Creative studio Squint/Opera and Dezeen hosted a panel on the topic of integrating and embedding sensors, screens and interactive media façades in architecture, public art, and the role this can play in urban life.
Squint/Opera founding director Alice Britton was joined on the panel by UNStudio founder Ben van Berkel, Ava Fatah gen. Schieck, a professor at the Bartlett School of Architecture. Dezeen editor-in-chief Marcus Fairs chaired the discussion.
Media architecture can include any structures with integrated displays, such as the moving visuals on a digital billboard or a shop window that lets users share their selfies.
However Britton urged designers to look beyond standard displays to find ways of "making the invisible visible, bringing the inside out, displaying the narratives of a building" to create "a new, engaging way of telling stories about architecture".
"I just think there are so many opportunities to be bold with media facades," said Britton.
"In terms of sustainability, there is a lot of data collected on the way people use buildings, but very few people use it to bring about change," she added.
Britton suggested that architects could create interactive facades that would display the energy consumption of buildings. This could then turn saving energy and water into a game by creating competition between neighbours.
In a recent award-winning project Squint/Opera turned the ground floor of the Weill Cornell Medical Institute into an "animated embodiment of the institute's work" using 2,800 miniature digital screens, which communicate elements of the centre's research.
The mini screens are arranged in a grid formation, with each one set behind a circular acrylic disc, making the display look like petri dishes or microscope slides.
"Moving closer to a micro scale you see that actually these animated pixels of light are in fact incredibly detailed, high resolution imagery and text. As when looking through a microscope, the viewer is rewarded with discovery."
All of the hardware that the Squint/Opera team developed for the Weill Cornell Medical Institute was bespoke, designed from scratch and installed on site.
The studio also designed a custom content management system to allow the research centre to update the display, which is delivered by an algorithm with access to the institute's database.
"No one is suggesting we turn cities into Time Square," continued Britton. "There are lots of small, beautiful and intricate ways of weaving media into things.

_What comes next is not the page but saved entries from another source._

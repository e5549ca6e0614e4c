#![warn(clippy::all, clippy::pedantic)]

use anyhow::Result;
use clap::Parser;
use tracing::Level;
use tracing_subscriber::FmtSubscriber;

use promptsmith::Config;
use promptsmith::app::dispatch;
use promptsmith::cli::Cli;

#[tokio::main]
async fn main() -> Result<()> {
    // Initialize logging
    let subscriber = FmtSubscriber::builder()
        .with_max_level(Level::INFO)
        .finish();
    tracing::subscriber::set_global_default(subscriber).expect("setting default subscriber failed");

    let cli = Cli::parse();
    let config = Config::load_or_init()?;
    dispatch::dispatch(cli, config).await
}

It’s not all enormous billboards."
"You should use technology for good," Van Berkel added. "Clients might want a media facade, but architects should not promote the most commercial facade."

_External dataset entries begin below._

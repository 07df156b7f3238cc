//! Builder for constructing DashboardReadModel from a Snapshot

use super::dashboard_read_model::{BreachRow, DashboardReadModel, Tone, ValueRow, CLEAR, TRIGGERED};
use crate::stress_snapshot::domain::{BreachCount, BreachFlag, IndicatorReading, Snapshot};

/// Transforms a snapshot into display rows, keeping source order
pub struct DashboardReadModelBuilder;

impl DashboardReadModelBuilder {
    pub fn build(snapshot: &Snapshot) -> DashboardReadModel {
        DashboardReadModel {
            generated_utc: snapshot.generated_utc.clone(),
            breach_count: snapshot
                .breach_count
                .as_ref()
                .map(BreachCount::display)
                .unwrap_or_default(),
            value_rows: snapshot.values.iter().map(Self::value_row).collect(),
            breach_rows: snapshot.breaches.iter().map(Self::breach_row).collect(),
        }
    }

    fn value_row(value: &IndicatorReading) -> ValueRow {
        ValueRow {
            indicator: value.indicator.clone(),
            latest: value.reading.display(),
        }
    }

    fn breach_row(flag: &BreachFlag) -> BreachRow {
        let (display, tone) = if flag.triggered {
            (TRIGGERED, Tone::Warning)
        } else {
            (CLEAR, Tone::Neutral)
        };
        BreachRow {
            rule: flag.rule.clone(),
            display: display.to_string(),
            tone,
        }
    }
}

Instead, he said, architects should look at ways that media architecture can use the data it creates or collects to inform human-centric design that improves the lives of the people and communities who interact with it.
Architects should use media architecture to embrace the kinds of technology being embedded in products coming out of Silicon Valley in order to help buildings better serve their users, he suggested.
"When you look at the number of sensors in a Tesla car versus the amount of sensors in a building, you see that architecture has fallen behind the iPhone age," the UNStudio founder said.
Currently the practice is masterplanning a new settlement in the Netherlands where residents will grow their own food, and harvest renewable energy.
They will also be educated on how the data they produce by interacting with their built environment can be both privacy-protected and used to make their community more energy-efficient.
Academic Ava Fatah gen. Schieck recently worked on an experiment to study how people would interact across networked urban scenes.
Called Moment Machine, booths allowed passersby to take photos of themselves that are accessible in other locations across London. Communities built up around the machines, she said, with people developing their own sets of rules for interacting with the architecture.
Children would compete with each other over who could jump the highest, people brought their dogs along to show each other, and street cleaners returned each morning to create ever more elaborate tableaux together.
"We were always surprised," Fatah gen. Schieck said. "Almost every person on the street had a different way to think about it."
As media architecture widens its scope, planning bodies will need to race to regulate this new kind of technology: "City planners and decision makers need to catch up."